The same is true for submissive types. While I will admit the motivation is different, one who is strong (and alone) will take control of those situations that he or she can. The same aforementioned areas are within the power of a submissive. They are the basic areas of life and failure to handle them puts an individual (and a family) in a world of hurt. Therefore, it is necessary to take control of these situations and alter them to our liking. Ironically, when a submissive does this, the baggage that is carried into a new relationship is lessened.
Not Rescuing
BDSM is not about rescuing another or being rescued. I see so many who have experienced difficulty in life and believe that BDSM is their ticket out of misery. Their failure in other relationships and other outside events like financial circumstances lead some to seek someone to remove these obstacles. It is easy to find many victims online all looking for the White Knight to come along. Of course, there are some who believe they are White Knights who are more than willing to fill the void. Unfortunately, even for the most earnest of saviors, sometimes the burden is just too great (or they were not as sharp as they thought).
A BDSM relationship is the merging of two (or more in poly) people who are willing to bring something to enhance the other person's life. The key is what is one able to give as opposed to take from the relationship. A successful BDSM relationship has a submissive (slave) who is willing to focus upon the needs of the dominant (master) while he/she does the same in return. Each person has a role to fill. They are diametrically opposed in character trait but the motivation for the focus is the same: what can I bring to this other person's life?
Now, before some of you go off the deep, I understand that everyone is dealt a bad hand in life at times. Certainly, there are many issues which can arise that cause one to become dependent upon someone or something. Illness, as an example, can strike any of us. Bad financial circumstances sometimes arise overnight causing tremendous hardship. At the same time, even within a relationship, there are times when one person is unable to give to the relationship and must assume the role of taker by leaning on the other person. This is a healthy way to approach things in times of need. When one is weak, he or she should attempt to tap into the strength of the other. However, if this is all the time, as in the case of the rescuing, eventually that strength is unavailable to either person. Relationships of this sort always end.

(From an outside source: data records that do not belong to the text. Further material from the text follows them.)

use rust_decimal::Decimal;
use serde::{Deserialize, Serialize};
use std::fmt;
use std::str::FromStr;

use crate::decimal::Money;
use crate::errors::LoanError;

/// interest method tag, the one canonical list for both layers
#[derive(Debug, Clone, Copy, PartialEq, Eq, Hash, Serialize, Deserialize)]
#[serde(rename_all = "SCREAMING_SNAKE_CASE")]
pub enum InterestMethod {
    /// simple interest on the original principal
    Flat,
    /// same formula as flat, kept as its own tag
    Fixed,
    /// declining balance installments
    Reducing,
    /// simple interest at the average of a rate series
    Variable,
    /// weighted blend of fixed and variable interest
    Hybrid,
    /// a single pre-agreed interest amount
    OneTime,
    /// declining balance, same as reducing
    Mortgage,
    /// monthly compounding, amortization layer only
    Compound,
}

impl InterestMethod {
    pub const ALL: [InterestMethod; 8] = [
        InterestMethod::Flat,
        InterestMethod::Fixed,
        InterestMethod::Reducing,
        InterestMethod::Variable,
        InterestMethod::Hybrid,
        InterestMethod::OneTime,
        InterestMethod::Mortgage,
        InterestMethod::Compound,
    ];

    pub fn as_str(&self) -> &'static str {
        match self {
            InterestMethod::Flat => "FLAT",
            InterestMethod::Fixed => "FIXED",
            InterestMethod::Reducing => "REDUCING",
            InterestMethod::Variable => "VARIABLE",
            InterestMethod::Hybrid => "HYBRID",
            InterestMethod::OneTime => "ONE_TIME",
            InterestMethod::Mortgage => "MORTGAGE",
            InterestMethod::Compound => "COMPOUND",
        }
    }
}

impl fmt::Display for InterestMethod {
    fn fmt(&self, f: &mut fmt::Formatter<'_>) -> fmt::Result {
        f.write_str(self.as_str())
    }
}

impl FromStr for InterestMethod {
    type Err = LoanError;

    fn from_str(s: &str) -> Result<Self, Self::Err> {
        let tag = s.trim().to_ascii_uppercase();
        InterestMethod::ALL
            .iter()
            .copied()
            .find(|m| m.as_str() == tag)
            .ok_or_else(|| LoanError::UnsupportedInterestMethod {
                method: s.to_string(),
            })
    }
}

/// the subset of interest methods the amortization engine can schedule
#[derive(Debug, Clone, Copy, PartialEq, Eq, Hash, Serialize, Deserialize)]
#[serde(rename_all = "SCREAMING_SNAKE_CASE")]
pub enum CalculationMethod {
    ReducingBalance,
    FlatRate,
    CompoundInterest,
}

impl CalculationMethod {
    pub fn as_str(&self) -> &'static str {
        match self {
            CalculationMethod::ReducingBalance => "REDUCING_BALANCE",
            CalculationMethod::FlatRate => "FLAT_RATE",
            CalculationMethod::CompoundInterest => "COMPOUND_INTEREST",
        }
    }
}

impl fmt::Display for CalculationMethod {
    fn fmt(&self, f: &mut fmt::Formatter<'_>) -> fmt::Result {
        f.write_str(self.as_str())
    }
}

impl FromStr for CalculationMethod {
    type Err = LoanError;

    fn from_str(s: &str) -> Result<Self, Self::Err> {
        match s.trim().to_ascii_uppercase().as_str() {
            "REDUCING_BALANCE" => Ok(CalculationMethod::ReducingBalance),
            "FLAT_RATE" => Ok(CalculationMethod::FlatRate),
            "COMPOUND_INTEREST" => Ok(CalculationMethod::CompoundInterest),
            _ => Err(LoanError::UnsupportedInterestMethod {
                method: s.to_string(),
            }),
        }
    }
}

impl TryFrom<InterestMethod> for CalculationMethod {
    type Error = LoanError;

    fn try_from(method: InterestMethod) -> Result<Self, Self::Error> {
        match method {
            InterestMethod::Reducing => Ok(CalculationMethod::ReducingBalance),
            InterestMethod::Flat => Ok(CalculationMethod::FlatRate),
            InterestMethod::Compound => Ok(CalculationMethod::CompoundInterest),
            InterestMethod::Fixed
            | InterestMethod::Variable
            | InterestMethod::Hybrid
            | InterestMethod::OneTime
            | InterestMethod::Mortgage => Err(LoanError::UnsupportedInterestMethod {
                method: method.to_string(),
            }),
        }
    }
}

impl From<CalculationMethod> for InterestMethod {
    fn from(method: CalculationMethod) -> Self {
        match method {
            CalculationMethod::ReducingBalance => InterestMethod::Reducing,
            CalculationMethod::FlatRate => InterestMethod::Flat,
            CalculationMethod::CompoundInterest => InterestMethod::Compound,
        }
    }
}

/// unit a loan term is expressed in
#[derive(Debug, Clone, Copy, PartialEq, Eq, Hash, Serialize, Deserialize)]
#[serde(rename_all = "SCREAMING_SNAKE_CASE")]
pub enum TermUnit {
    Day,
    Week,
    Month,
    Year,
}

impl TermUnit {
    pub fn as_str(&self) -> &'static str {
        match self {
            TermUnit::Day => "DAY",
            TermUnit::Week => "WEEK",
            TermUnit::Month => "MONTH",
            TermUnit::Year => "YEAR",
        }
    }
}

impl fmt::Display for TermUnit {
    fn fmt(&self, f: &mut fmt::Formatter<'_>) -> fmt::Result {
        f.write_str(self.as_str())
    }
}

impl FromStr for TermUnit {
    type Err = LoanError;

    fn from_str(s: &str) -> Result<Self, Self::Err> {
        match s.trim().to_ascii_uppercase().as_str() {
            "DAY" => Ok(TermUnit::Day),
            "WEEK" => Ok(TermUnit::Week),
            "MONTH" => Ok(TermUnit::Month),
            "YEAR" => Ok(TermUnit::Year),
            _ => Err(LoanError::InvalidTermUnit {
                unit: s.to_string(),
            }),
        }
    }
}

/// loan product category, drives validation limits and defaults
#[derive(Debug, Clone, Copy, PartialEq, Eq, Hash, Serialize, Deserialize)]
#[serde(rename_all = "lowercase")]
pub enum LoanCategory {
    Home,
    Vehicle,
    Personal,
    Business,
    Education,
    Gold,
}

impl LoanCategory {
    pub fn as_str(&self) -> &'static str {
        match self {
            LoanCategory::Home => "home",
            LoanCategory::Vehicle => "vehicle",
            LoanCategory::Personal => "personal",
            LoanCategory::Business => "business",
            LoanCategory::Education => "education",
            LoanCategory::Gold => "gold",
        }
    }
}

impl fmt::Display for LoanCategory {
    fn fmt(&self, f: &mut fmt::Formatter<'_>) -> fmt::Result {
        f.write_str(self.as_str())
    }
}

impl FromStr for LoanCategory {
    type Err = LoanError;

    fn from_str(s: &str) -> Result<Self, Self::Err> {
        match s.trim().to_ascii_lowercase().as_str() {
            "home" => Ok(LoanCategory::Home),
            "vehicle" => Ok(LoanCategory::Vehicle),
            "personal" => Ok(LoanCategory::Personal),
            "business" => Ok(LoanCategory::Business),
            "education" => Ok(LoanCategory::Education),
            "gold" => Ok(LoanCategory::Gold),
            _ => Err(LoanError::InvalidConfiguration {
                message: format!("unknown loan category: {s}"),
            }),
        }
    }
}

/// weights applied to the fixed and variable parts of hybrid interest.
/// the two percentages are not required to sum to 100.
#[derive(Debug, Clone, Copy, PartialEq, Eq, Serialize, Deserialize)]
#[serde(rename_all = "camelCase")]
pub struct HybridSplit {
    pub fixed_percent: Decimal,
    pub variable_percent: Decimal,
}

impl HybridSplit {
    pub fn new(fixed_percent: Decimal, variable_percent: Decimal) -> Self {
        Self {
            fixed_percent,
            variable_percent,
        }
    }
}

/// one period of an amortization schedule
#[derive(Debug, Clone, PartialEq, Serialize, Deserialize)]
#[serde(rename_all = "camelCase")]
pub struct InstallmentLine {
    /// 1-based sequence number
    pub period: u32,
    pub installment_amount: Money,
    pub principal_component: Money,
    pub interest_component: Money,
    pub outstanding_principal_after: Money,
}
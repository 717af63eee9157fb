/// quick start - installment and schedule for a simple loan
use chrono::{TimeZone, Utc};
use loan_engine_rs::{AmortizationSchedule, CalculationMethod, LoanParameters, Money, Rate};
use rust_decimal_macros::dec;

fn main() -> Result<(), Box<dyn std::error::Error>> {
    // 100,000 over 12 months at 12% a year
    let params = LoanParameters::new(
        Money::from_major(100_000),
        Rate::from_percent(dec!(12)),
        12,
        CalculationMethod::ReducingBalance,
    );

    let start = Utc.with_ymd_and_hms(2024, 1, 1, 0, 0, 0).unwrap();
    let schedule = AmortizationSchedule::generate(&params, start)?;

    println!("installment: {}", schedule.installment);
    for payment in &schedule.payments {
        println!(
            "{:>3}  {}  {:>10}  {:>10}  {:>10}",
            payment.period,
            payment.due_date.format("%Y-%m-%d"),
            payment.principal_component,
            payment.interest_component,
            payment.outstanding_principal_after,
        );
    }
    println!("total interest: {}", schedule.total_interest);

    Ok(())
}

Therefore, whether you are dominate or submissive, seek to dominate those life situations which are under your control. Certainly, many will find those areas of influence rather limited. That is okay. As long as you are taking control of what you can. The reason for this is to build strength. Thus, if the only area of responsibility that you affect at this moment is the cleaning of the house, take charge and do it 1000%. Whatever falls into your sphere, aim to dominate that situation and make it the best that you can. In the end, this will make you a much stronger person who is able to handle responsibility. And that is something sorely needed in the BDSM community today. There are just too many people who behave in non-responsible ways.